Search code examples
xmlfilelocaldtdxmllint

xmllint : how to validate an XML using a local DTD file


I have a local DTD file test.dtd. Content is :

<!DOCTYPE coord [
<!ELEMENT coord (date)>
<!ELEMENT date (#PCDATA)>
]>

I'd like to validate an XML using xmllint. This XML has no DOCTYPE in it :

<?xml version="1.0" encoding="x-mac-roman"?>
<coord>
    <date>20150312</date>
</coord>

No problem if I insert the DTD block as a 2nd line into a copy of my XML file and use:

xmllint --valid --noout my2.xml

But when I try :

xmllint --loaddtd test.dtd --valid --noout my.xml

xmllint --dtdvalid test.dtd --noout my.xml

both don't work.
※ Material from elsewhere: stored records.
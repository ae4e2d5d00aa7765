// ABOUTME: Domain error for subject/stream coefficient resolution
// ABOUTME: Distinguishes undefined coefficients from non-positive stored values
//
// SPDX-License-Identifier: MIT OR Apache-2.0
// Copyright (c) 2025 Pierre Fitness Intelligence

use std::fmt;

use super::{AppError, ErrorCode};

/// Where a stored coefficient value came from
#[derive(Debug, Clone, Copy, PartialEq, Eq)]
pub enum CoefficientOrigin {
    /// Row in `subject_streams`
    StreamOverride,
    /// `subjects.coefficient` default
    SubjectDefault,
}

impl CoefficientOrigin {
    /// Stable label used in logs and CLI output
    #[must_use]
    pub const fn as_str(&self) -> &'static str {
        match self {
            Self::StreamOverride => "stream_override",
            Self::SubjectDefault => "subject_default",
        }
    }
}

impl fmt::Display for CoefficientOrigin {
    fn fmt(&self, f: &mut fmt::Formatter<'_>) -> fmt::Result {
        f.write_str(self.as_str())
    }
}

/// Coefficient resolution failures
#[derive(Debug, Clone, PartialEq, Eq)]
pub enum CoefficientError {
    /// Neither an active override nor a subject default exists
    Undefined {
        /// Subject row id
        subject_id: i64,
        /// Stream row id
        stream_id: i64,
    },
    /// A stored coefficient is zero or negative
    NonPositive {
        /// Subject row id
        subject_id: i64,
        /// Stream row id
        stream_id: i64,
        /// Offending stored value
        value: i64,
        /// Which column held the value
        source: CoefficientOrigin,
    },
}

impl CoefficientError {
    /// Error code this failure maps to
    #[must_use]
    pub const fn code(&self) -> ErrorCode {
        match self {
            Self::Undefined { .. } => ErrorCode::CoefficientUndefined,
            Self::NonPositive { .. } => ErrorCode::InvalidCoefficient,
        }
    }
}

impl fmt::Display for CoefficientError {
    fn fmt(&self, f: &mut fmt::Formatter<'_>) -> fmt::Result {
        match self {
            Self::Undefined {
                subject_id,
                stream_id,
            } => write!(
                f,
                "no coefficient defined for subject {subject_id} in stream {stream_id}"
            ),
            Self::NonPositive {
                subject_id,
                stream_id,
                value,
                source,
            } => write!(
                f,
                "coefficient {value} for subject {subject_id} in stream {stream_id} ({source}) is not positive"
            ),
        }
    }
}

impl std::error::Error for CoefficientError {}

impl From<CoefficientError> for AppError {
    fn from(error: CoefficientError) -> Self {
        let (subject_id, stream_id) = match &error {
            CoefficientError::Undefined {
                subject_id,
                stream_id,
            }
            | CoefficientError::NonPositive {
                subject_id,
                stream_id,
                ..
            } => (*subject_id, *stream_id),
        };
        Self::new(error.code(), error.to_string())
            .with_resource_id(format!("{subject_id}:{stream_id}"))
    }
}

#[cfg(test)]
mod tests {
    use super::*;

    #[test]
    fn test_undefined_maps_to_coefficient_undefined() {
        let error: AppError = CoefficientError::Undefined {
            subject_id: 3,
            stream_id: 1,
        }
        .into();
        assert_eq!(error.code, ErrorCode::CoefficientUndefined);
        assert_eq!(error.context.resource_id.as_deref(), Some("3:1"));
    }

    #[test]
    fn test_non_positive_names_source() {
        let error = CoefficientError::NonPositive {
            subject_id: 9,
            stream_id: 2,
            value: 0,
            source: CoefficientOrigin::StreamOverride,
        };
        assert!(error.to_string().contains("stream_override"));
        assert_eq!(error.code(), ErrorCode::InvalidCoefficient);
    }
}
The outout is :

test.dtd:1: parser error : Content error in the external subset
<!DOCTYPE coord [
^
test.dtd:1: parser error : Content error in the external subset
<!DOCTYPE coord [
^
Could not parse DTD test.dtd

Any idea ? It seems that my XML MUST contain a DOCTYPE line (with SYSTEM keyword) to reference the external DOCTYPE file, that I want to avoid. See : http://www.w3schools.com/dtd/

Is there any solution without modifying the XML ?


Solution

  • First of all, external DTDs do not need the <!DOCTYPE preamble - remove it from the DTD file:

    <!ELEMENT coord (date)>
    <!ELEMENT date (#PCDATA)>
    

    Then, --loaddtd fetches an external DTD, which is not the same as validating against an external DTD. Use the --dtdvalid option as follows:

    $ xmllint --noout --dtdvalid test.dtd test.xml
    

    If the XML document is valid, xmllint will not output anything (because of --noout). If you change the DTD to, say:

    <!ELEMENT coord (date,other)>
    <!ELEMENT date (#PCDATA)>
    

    The output will be

    $ xmllint --noout --dtdvalid test.dtd test.xml
    test.xml:2: element coord: validity error : Element coord content does not follow the DTD, expecting (date , other), got (date )
    Document test.xml does not validate against test.dtd
    

    Look for more information on the doc pages of NMT or XMLSoft.